*Source information:*
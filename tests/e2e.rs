//! End-to-end tests against the real pdfium library.
//!
//! Every test here binds pdfium, so they are gated behind the `E2E_ENABLED`
//! environment variable and do not run in CI unless explicitly requested.
//! Inputs are generated on the fly; no fixture files are needed.
//!
//! Run with:
//!   E2E_ENABLED=1 PDFIUM_LIB_PATH=/path/to/libpdfium.so cargo test --test e2e -- --nocapture

use image::{DynamicImage, Rgb, RgbImage};
use imgpdf::{
    inspect, pack_images, pack_images_sync, pack_images_to_file, preview, rasterize,
    rasterize_to_file, read_pdf, ConvertError, ImageFormat, ImageItem, ImageSet, MarginPreset,
    Orientation, PackConfig, PageSelection, PageSize, PdfSource, RasterConfig,
};
use std::io::Cursor;

// ── Test helpers ─────────────────────────────────────────────────────────────

/// Skip this test unless E2E_ENABLED is set.
macro_rules! e2e_skip_unless_ready {
    () => {{
        if std::env::var("E2E_ENABLED").is_err() {
            println!("SKIP: set E2E_ENABLED=1 to run e2e tests");
            return;
        }
    }};
}

fn png(w: u32, h: u32, colour: [u8; 3]) -> Vec<u8> {
    let img = DynamicImage::ImageRgb8(RgbImage::from_pixel(w, h, Rgb(colour)));
    let mut buf = Vec::new();
    img.write_to(&mut Cursor::new(&mut buf), image::ImageFormat::Png)
        .unwrap();
    buf
}

fn sample_set() -> ImageSet {
    let mut set = ImageSet::new();
    set.push(ImageItem::from_bytes("wide.png", png(400, 300, [200, 30, 30])).unwrap());
    set.push(ImageItem::from_bytes("tall.png", png(300, 400, [30, 200, 30])).unwrap());
    set.push(ImageItem::from_bytes("square.png", png(256, 256, [30, 30, 200])).unwrap());
    set
}

async fn sample_pdf() -> PdfSource {
    let config = PackConfig::builder()
        .file_name("sample")
        .orientation(Orientation::Auto)
        .margin(MarginPreset::Narrow)
        .build()
        .unwrap();
    let output = pack_images(&sample_set(), &config).await.unwrap();
    PdfSource::from_bytes(output.file_name, output.bytes).unwrap()
}

fn close(a: f32, b: f32) -> bool {
    (a - b).abs() < 0.5
}

// ── Tests ────────────────────────────────────────────────────────────────────

#[tokio::test]
async fn test_pack_then_inspect_page_sizes() {
    e2e_skip_unless_ready!();

    let source = sample_pdf().await;
    assert!(source.bytes().starts_with(b"%PDF"));

    let info = inspect(&source, None).await.unwrap();
    assert_eq!(info.page_count, 3);

    let a4 = PageSize::A4.portrait();
    let sizes = &info.page_sizes;
    assert!(close(sizes[0].width, a4.height) && close(sizes[0].height, a4.width));
    assert!(close(sizes[1].width, a4.width) && close(sizes[1].height, a4.height));
    assert!(close(sizes[2].width, a4.width) && close(sizes[2].height, a4.height));
    println!("{}", serde_json::to_string_pretty(&info).unwrap());
}

#[tokio::test]
async fn test_rasterize_round_trip() {
    e2e_skip_unless_ready!();

    let source = sample_pdf().await;
    let config = RasterConfig::builder()
        .pages(PageSelection::Custom("1, 3".into()))
        .format(ImageFormat::Jpeg)
        .dpi(72)
        .build()
        .unwrap();
    let output = rasterize(&source, &config).await.unwrap();

    assert_eq!(output.file_name, "sample.zip");
    let names: Vec<_> = output.entries.iter().map(|e| e.name.as_str()).collect();
    assert_eq!(names, vec!["sample-page-1.jpeg", "sample-page-3.jpeg"]);

    // 72 DPI renders one pixel per point
    let a4 = PageSize::A4.portrait();
    let first = &output.entries[0];
    assert!((first.width as f32 - a4.height).abs() <= 2.0, "width {}", first.width);
    assert!((first.height as f32 - a4.width).abs() <= 2.0, "height {}", first.height);

    let archive = zip::ZipArchive::new(Cursor::new(&output.bytes)).unwrap();
    assert_eq!(archive.len(), 2);
}

#[tokio::test]
async fn test_rasterized_page_shows_image_colour() {
    e2e_skip_unless_ready!();

    let source = sample_pdf().await;
    let page = preview(&source, 2, None).await.unwrap().to_rgb8();

    // page 2 is the green image, centred; the page centre must be green
    let centre = page.get_pixel(page.width() / 2, page.height() / 2);
    assert!(centre[1] > 150 && centre[0] < 100 && centre[2] < 100, "{centre:?}");
}

#[tokio::test]
async fn test_files_written_to_output_dir() {
    e2e_skip_unless_ready!();

    let dir = tempfile::tempdir().unwrap();
    let config = PackConfig::builder().file_name("bundle.pdf").build().unwrap();
    let (pdf_path, _) = pack_images_to_file(&sample_set(), dir.path(), &config)
        .await
        .unwrap();
    assert_eq!(pdf_path, dir.path().join("bundle.pdf"));

    let source = read_pdf(&pdf_path).unwrap();
    let config = RasterConfig::builder().dpi(36).build().unwrap();
    let (zip_path, output) = rasterize_to_file(&source, dir.path(), &config).await.unwrap();
    assert_eq!(zip_path, dir.path().join("bundle.zip"));
    assert_eq!(output.entries.len(), 3);
    assert_eq!(std::fs::read(&zip_path).unwrap(), output.bytes);
}

#[tokio::test]
async fn test_corrupt_pdf_is_reported() {
    e2e_skip_unless_ready!();

    let source = PdfSource::from_bytes("broken.pdf", b"%PDF-1.7 not really".to_vec()).unwrap();
    let err = inspect(&source, None).await.unwrap_err();
    assert!(matches!(err, ConvertError::CorruptPdf { .. }), "{err:?}");
}

#[tokio::test]
async fn test_out_of_range_selection() {
    e2e_skip_unless_ready!();

    let source = sample_pdf().await;
    let config = RasterConfig::builder()
        .pages(PageSelection::Custom("7-9".into()))
        .build()
        .unwrap();
    let err = rasterize(&source, &config).await.unwrap_err();
    assert!(matches!(err, ConvertError::NoPagesSelected { total: 3 }));
}

#[test]
fn test_sync_wrapper_outside_runtime() {
    e2e_skip_unless_ready!();

    let output = pack_images_sync(&sample_set(), &PackConfig::default()).unwrap();
    assert_eq!(output.pages.len(), 3);
    assert_eq!(output.file_name, "converted-document.pdf");
}

// ── Input validation (no pdfium needed) ──────────────────────────────────────

#[test]
fn test_read_pdf_rejects_non_pdf() {
    let dir = tempfile::tempdir().unwrap();
    let path = dir.path().join("fake.pdf");
    std::fs::write(&path, b"PK\x03\x04 zip").unwrap();
    let err = read_pdf(&path).unwrap_err();
    assert!(matches!(err, ConvertError::NotAPdf { .. }));
    assert!(err.is_user_error());
}

#[test]
fn test_read_pdf_missing_file() {
    let err = read_pdf("/no/such/file.pdf").unwrap_err();
    assert!(matches!(err, ConvertError::FileNotFound { .. }));
}

#[tokio::test]
async fn test_pack_empty_set() {
    let err = pack_images(&ImageSet::new(), &PackConfig::default())
        .await
        .unwrap_err();
    assert!(matches!(err, ConvertError::NoImages));
}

*Task goal:*
Pull each line that includes the word "PageSelection" out of the material above.

*Worked solution:*
    Orientation, PackConfig, PageSelection, PageSize, PdfSource, RasterConfig,
        .pages(PageSelection::Custom("1, 3".into()))
        .pages(PageSelection::Custom("7-9".into()))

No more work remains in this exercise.